Tiffanie Sutton, who will be doing extensive research on a historical figure, Lucy Knox, which she portrays as a part-time history interpreter at Knox's Headquarters State Historic Site and the New Windsor Cantonment State Historic Site, at the event
Tiffanie Sutton, who shared extensive research on a historical figure, Lucy Knox, which she portrays as a part-time history interpreter at Knox’s Headquarters State Historic Site and the New Windsor Cantonment State Historic Site, at Sunday’s “The General’s Ladies” event at Washington’s Headquarters State Historic Site.

“I chose the word dissolution for my talk about Lucy today,” Sutton said. “She stood strong and resolute in a life of controversy and was resolute throughout.”

After Sutton’s informative, powerful segment, Goldberg returned to the front podium and presented Fulton with the circular engraved plaque officially honoring her as the 2023 Martha Washington Woman of History honoree. Sutton, who now joins a long list of distinguished women to hold the award, was nominated by Mary McTamaney, a former recipient of the honor; former Mayor of Cornwall-on-Hudson Brendan Coyne; and dedicated member of the Cornwall Historical Society, as well as key contributor to Friends of the Cornwall Library, Jane Harkinson, who spoke of her tireless efforts directed towards indexing and compiling photographs of Cornwall for the two books she is involved in writing

“The photos tell a true story about Cornwall,” Harkinson said of her good friend Sutton’s diligent work. “She never tires of history and has a lifelong passion for it.”

This love affair with history surfaced quickly when Sutton took to the podium to make a few comments. Her opening remarks immediately alluded to her falling in love with a local historical statue, Temple Hill Monument, a place she frequented and admired with her siblings and which remains a central part of her life.

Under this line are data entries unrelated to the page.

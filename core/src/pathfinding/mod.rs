pub mod assembler;
pub mod bfs;
pub mod chooser;
pub mod hub;

pub use assembler::{HubConnection, connect_through_hub, shortest_path};
pub use bfs::bfs_find_path;
pub use chooser::{FirstChooser, FnChooser, NeighborChooser, RandomChooser};
pub use hub::{HubSearch, search_to_hub};

use crate::graph::{GraphStore, PathStep, PersonId};
use crate::pathfinding_config::{Algorithm, PathfindingConfig};
use std::time::Instant;

#[derive(Debug, Clone)]
pub struct ConnectionResult {
    pub path: Option<Vec<PathStep>>,
    pub people_explored: usize,
    pub duration_ms: u64,
}

impl ConnectionResult {
    pub fn degrees(&self) -> Option<usize> {
        self.path.as_deref().map(degrees_of_separation)
    }
}

pub fn degrees_of_separation(path: &[PathStep]) -> usize {
    path.len()
}

/// Connects two people with the algorithm named in `config`.
pub fn find_connection<C: NeighborChooser + ?Sized>(
    store: &GraphStore,
    source: &PersonId,
    target: &PersonId,
    config: &PathfindingConfig,
    chooser: &mut C,
) -> ConnectionResult {
    let search_timer = Instant::now();

    let (path, people_explored) = match config.algorithm {
        Algorithm::Hub => {
            match connect_through_hub(store, source, target, &config.hub, config.max_depth, chooser) {
                Some(found) => (Some(found.path), found.people_explored),
                None => (None, 0),
            }
        }
        Algorithm::Bfs => bfs_find_path(store, source, target, Some(config.max_depth)),
    };

    ConnectionResult {
        path,
        people_explored,
        duration_ms: search_timer.elapsed().as_millis() as u64,
    }
}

From then on, over time, the attraction to everything from the past increased.

“It’s all such a joy to me,” said a visibly moved Sutton, who also founded the Cornwall Historical Society in 1999 and continues to archive at the Cornwall Public Library and is involved in a number of community organizations including the Orange County Historical Society and performs reenactments in the New Windsor Cantonment and the Last Encampment. “We now have a responsibility to make sure our children are told the story properly, and we uphold our principles.” She added, “This award means so much to me because we continue to recognize our local history where so much is ours.” History was made of how the Society of Cincinnati and where Washington developed the Military Badge of Honor, which became the Purple Heart; These are the things that we must work hard to preserve.”